Correio Braziliense
postado em 13/06/2020 04:14
Quanto custa o “cada um por si”?
Uma conjunção de dados econômicos e decisões políticas praticamente obriga o governo brasileiro a adicionar novos termos à equação desafiadora montada para estimar os custos da recuperação econômica no pós-covid. Mais do que as necessárias projeções numéricas, que prenunciam retração de dimensões históricas em diferentes regiões do mundo, será decisivo discernir, no cenário incerto esboçado por seis meses de crise sanitária, entre os diferentes caminhos oferecidos para a inserção do país no curso da retomada global — um salto acrobático descrito com verve na expressão “subir no bonde andando”.
Desde o início do mandato, em janeiro de 2019, o presidente Jair Bolsonaro procurou encarnar, na frente diplomática, o lema de campanha “Brasil acima de tudo”. Não é mera coincidência a semelhança com o “América (EUA) em primeiro lugar”, que ajudou a eleger Donald Trump em 2016. A lógica de ambos os slogans, fundada na opção pelo unilateralismo nas relações internacionais, traz um preço embutido — e as condições desenhadas pela pandemia realçam o porte dos desafios.
Intocáveis
O Brasil, visto hoje como a “bola da vez” na dinâmica de contágio do coronavírus, experimenta no futuro imediato as implicações de medidas assentadas na lógica do “cada um por si”. Para começar, a restrição imposta pelos EUA à entrada de viajantes com passagem por aqui.
A União Europeia, que ensaia a reabertura ao turismo externo, antecipa que serão barrados viajantes de áreas do mundo com transmissão sustentada do vírus — categoria na qual estariam, hoje, os residentes no Brasil.
Com quem andas
Por trás da situação de portas, no mínimo, semicerradas, o quadro que se delineia é de uma escolha colocada diante do governo Bolsonaro. Em especial, a pergunta se apresenta ao chanceler Ernesto Araújo: com quem o Brasil escolhe andar lado a lado?
A ala do governo identificada com o “guru” Olavo de Carvalho tende a priorizar as alianças com Trump e com o premiê direitista de Israel, Benjamin Netanyahu. Não por acaso, trata-se de governantes que fazem coro com a repulsa do bolsonarismo a órgãos que simbolizam o sistema multilateral erguido no pós-Segunda Guerra. A ONU e suas agências, como a OMS, encabeçam a “lista maldita”.
Paga para ver
Se levar às últimas consequências a ameaça de romper com a OMS, seguindo a trilha explorada pelo (muy) amigo Trump, Bolsonaro pagará a conta do prejuízo causado por uma espécie de quarentena imposta de fora para dentro.

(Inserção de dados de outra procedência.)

use crate::db::DbConnection;
use crate::error::AppError;
use shared::{InsertResponseResult, ResponseRecord};
use tracing::info;

/// Allowed distance from 1 for the sum of the stored shares.
///
/// Shares arrive rounded to six digits, so their sum can drift by a few ulps
/// of 1e-6.
const SUM_TOLERANCE: f64 = 1e-4;

#[derive(Clone)]
pub struct ResponseService {
    db: DbConnection,
}

impl ResponseService {
    pub fn new(db: DbConnection) -> Self {
        Self { db }
    }

    /// Validate and persist a response, returning its generated id
    pub async fn record_response(&self, record: ResponseRecord) -> Result<InsertResponseResult, AppError> {
        validate_record(&record)?;

        let id = uuid::Uuid::new_v4().to_string();
        let created_at = chrono::Utc::now().to_rfc3339();
        self.db.insert_response(&id, &record, &created_at).await?;

        info!(
            "Stored response {} for {}: innovation={} equality={} stability={}",
            id, record.period, record.innovation, record.equality, record.stability
        );
        Ok(InsertResponseResult { id })
    }
}

pub fn validate_record(record: &ResponseRecord) -> Result<(), AppError> {
    if record.period.trim().is_empty() {
        return Err(AppError::InvalidResponse("period must not be empty".to_string()));
    }

    let shares = [
        ("innovation", record.innovation),
        ("equality", record.equality),
        ("stability", record.stability),
    ];
    for (name, value) in shares {
        if !value.is_finite() || !(0.0..=1.0).contains(&value) {
            return Err(AppError::InvalidResponse(format!(
                "{} must be between 0 and 1, got {}",
                name, value
            )));
        }
    }

    let sum = record.innovation + record.equality + record.stability;
    if (sum - 1.0).abs() > SUM_TOLERANCE {
        return Err(AppError::InvalidResponse(format!(
            "proportions must sum to 1, got {}",
            sum
        )));
    }

    Ok(())
}

#[cfg(test)]
mod tests {
    use super::*;

    fn record(innovation: f64, equality: f64, stability: f64) -> ResponseRecord {
        ResponseRecord {
            period: "2025".to_string(),
            innovation,
            equality,
            stability,
        }
    }

    #[test]
    fn test_valid_record_passes() {
        assert!(validate_record(&record(0.3, 0.3, 0.4)).is_ok());
        assert!(validate_record(&record(0.333333, 0.333333, 0.333333)).is_ok());
        assert!(validate_record(&record(0.0, 0.0, 1.0)).is_ok());
    }

    #[test]
    fn test_negative_share_is_rejected() {
        let err = validate_record(&record(-0.1, 0.6, 0.5)).unwrap_err();
        assert!(matches!(err, AppError::InvalidResponse(_)));
        assert!(err.to_string().contains("innovation"));
    }

    #[test]
    fn test_non_finite_share_is_rejected() {
        assert!(validate_record(&record(f64::NAN, 0.5, 0.5)).is_err());
    }

    #[test]
    fn test_bad_sum_is_rejected() {
        let err = validate_record(&record(0.5, 0.5, 0.5)).unwrap_err();
        assert!(err.to_string().contains("sum to 1"));
    }

    #[test]
    fn test_empty_period_is_rejected() {
        let mut r = record(0.3, 0.3, 0.4);
        r.period = "  ".to_string();
        assert!(validate_record(&r).is_err());
    }

    #[tokio::test]
    async fn test_record_response_persists() {
        let db = DbConnection::init_test().await.unwrap();
        let service = ResponseService::new(db.clone());

        let result = service.record_response(record(0.3, 0.3, 0.4)).await.unwrap();
        let stored = db.get_response(&result.id).await.unwrap().unwrap();
        assert_eq!(stored.record, record(0.3, 0.3, 0.4));
    }

    #[tokio::test]
    async fn test_invalid_response_is_not_persisted() {
        let db = DbConnection::init_test().await.unwrap();
        let service = ResponseService::new(db.clone());

        assert!(service.record_response(record(0.9, 0.9, 0.9)).await.is_err());
        assert_eq!(db.count_responses("2025").await.unwrap(), 0);
    }
}
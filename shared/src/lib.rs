use chrono::Datelike;
use serde::{Deserialize, Serialize};
use std::fmt;

pub mod error;
pub mod geometry;
pub mod store;
pub mod widget;

pub use error::SurveyError;
pub use geometry::{
    cartesian_to_barycentric, point_in_triangle, BarycentricWeights, GeometryError, Point,
    Triangle, Viewport, CLICK_TOLERANCE,
};
pub use store::{GuardStore, MemoryGuardStore, RecordStore};
pub use widget::{Selection, SubmissionWidget, WidgetState};

/// Number of fractional digits kept when a submission is persisted
pub const PERSIST_PRECISION: u32 = 6;

/// Submission cycle identifier, normally a calendar year ("2025").
#[derive(Debug, Clone, PartialEq, Eq, Hash, Serialize, Deserialize)]
#[serde(transparent)]
pub struct Period(String);

impl Period {
    pub fn new(value: impl Into<String>) -> Self {
        Self(value.into())
    }

    /// The current calendar year in local time
    pub fn current() -> Self {
        Self(chrono::Local::now().year().to_string())
    }

    pub fn as_str(&self) -> &str {
        &self.0
    }

    /// Key under which the "already submitted" flag is stored
    pub fn guard_key(&self) -> String {
        format!("submitted-{}", self.0)
    }
}

impl fmt::Display for Period {
    fn fmt(&self, f: &mut fmt::Formatter<'_>) -> fmt::Result {
        write!(f, "{}", self.0)
    }
}

impl From<&str> for Period {
    fn from(value: &str) -> Self {
        Self::new(value)
    }
}

/// Non-negative shares of innovation, equality and stability summing to 1.
#[derive(Debug, Clone, Copy, PartialEq, Serialize, Deserialize)]
pub struct Proportions {
    pub innovation: f64,
    pub equality: f64,
    pub stability: f64,
}

impl Proportions {
    pub fn sum(&self) -> f64 {
        self.innovation + self.equality + self.stability
    }

    /// Round each share to `digits` fractional digits.
    pub fn rounded(&self, digits: u32) -> Proportions {
        Proportions {
            innovation: round_to(self.innovation, digits),
            equality: round_to(self.equality, digits),
            stability: round_to(self.stability, digits),
        }
    }
}

impl From<geometry::BarycentricWeights> for Proportions {
    fn from(w: geometry::BarycentricWeights) -> Self {
        Self {
            innovation: w.a,
            equality: w.b,
            stability: w.c,
        }
    }
}

impl From<Proportions> for geometry::BarycentricWeights {
    fn from(p: Proportions) -> Self {
        Self {
            a: p.innovation,
            b: p.equality,
            c: p.stability,
        }
    }
}

/// A submission as sent to the record store.
///
/// The period travels as `year` so existing `responses` tables keep working.
#[derive(Debug, Clone, PartialEq, Serialize, Deserialize)]
pub struct ResponseRecord {
    #[serde(rename = "year")]
    pub period: String,
    pub innovation: f64,
    pub equality: f64,
    pub stability: f64,
}

impl ResponseRecord {
    /// Build the persisted record, rounding to [`PERSIST_PRECISION`] digits.
    pub fn new(period: &Period, proportions: &Proportions) -> Self {
        let rounded = proportions.rounded(PERSIST_PRECISION);
        Self {
            period: period.as_str().to_string(),
            innovation: rounded.innovation,
            equality: rounded.equality,
            stability: rounded.stability,
        }
    }

    pub fn proportions(&self) -> Proportions {
        Proportions {
            innovation: self.innovation,
            equality: self.equality,
            stability: self.stability,
        }
    }
}

/// Response body for POST /api/responses
#[derive(Debug, Clone, PartialEq, Serialize, Deserialize)]
pub struct InsertResponseResult {
    pub id: String,
}

/// What the confirmation modal needs to render itself
#[derive(Debug, Clone, PartialEq, Serialize, Deserialize)]
pub struct Confirmation {
    pub open: bool,
    pub data: Option<ResponseRecord>,
    pub period: String,
}

/// Diagnostic log line forwarded from the browser
#[derive(Debug, Clone, Serialize, Deserialize)]
pub struct LogRequest {
    pub level: String,
    pub message: String,
    pub component: Option<String>,
}

#[derive(Debug, Clone, Serialize, Deserialize)]
pub struct LogResponse {
    pub success: bool,
}

pub fn round_to(value: f64, digits: u32) -> f64 {
    let factor = 10f64.powi(digits as i32);
    (value * factor).round() / factor
}

/// Format a share as a percentage with one decimal, e.g. `0.3` -> `"30.0%"`
pub fn format_percent(value: f64) -> String {
    let value = if value.is_finite() { value } else { 0.0 };
    format!("{:.1}%", value * 100.0)
}

#[cfg(test)]
mod tests {
    use super::*;

    #[test]
    fn test_guard_key_uses_period() {
        assert_eq!(Period::new("2025").guard_key(), "submitted-2025");
    }

    #[test]
    fn test_current_period_is_a_year() {
        let period = Period::current();
        assert_eq!(period.as_str().len(), 4);
        assert!(period.as_str().chars().all(|c| c.is_ascii_digit()));
    }

    #[test]
    fn test_record_rounds_to_six_digits() {
        let proportions = Proportions {
            innovation: 1.0 / 3.0,
            equality: 1.0 / 3.0,
            stability: 1.0 / 3.0,
        };
        let record = ResponseRecord::new(&Period::new("2025"), &proportions);
        assert_eq!(record.period, "2025");
        assert_eq!(record.innovation, 0.333333);
        assert_eq!(record.equality, 0.333333);
        assert_eq!(record.stability, 0.333333);
    }

    #[test]
    fn test_record_serializes_period_as_year() {
        let record = ResponseRecord {
            period: "2025".to_string(),
            innovation: 0.3,
            equality: 0.3,
            stability: 0.4,
        };
        let json = serde_json::to_value(&record).unwrap();
        assert_eq!(json["year"], "2025");
        assert_eq!(json["stability"], 0.4);
        assert!(json.get("period").is_none());

        let back: ResponseRecord = serde_json::from_value(json).unwrap();
        assert_eq!(back, record);
    }

    #[test]
    fn test_format_percent() {
        assert_eq!(format_percent(0.3), "30.0%");
        assert_eq!(format_percent(0.33333), "33.3%");
        assert_eq!(format_percent(1.0), "100.0%");
        assert_eq!(format_percent(f64::NAN), "0.0%");
    }
}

Carimbado com o “selo” de país onde a pandemia segue fora de controle, e sem fornecer dados considerados confiáveis, o Brasil ver-se-á compelido a bancar o jogo de alto risco do unilateralismo.
Os sinos dobram
As últimas projeções de organismos internacionais para o desempenho da economia global — e de países e regiões, individualmente — fazem soar alarmes. No caso dos EUA, praticamente sepultam esperanças de uma retomada do emprego a tempo de ajudar Trump na disputa pela reeleição, prevista para novembro
No Reino Unido, que antes da covid-19 enfrentava o espectro do Brexit, são dados locais que prenunciam para o ano uma retração econômica de até 20%.
Governos que escolheram o caminho do “eu primeiro” se encaminham para o mundo desconhecido pós-covid, com o risco de terem de lidar sozinhos com os estragos no tecido socioeconômico.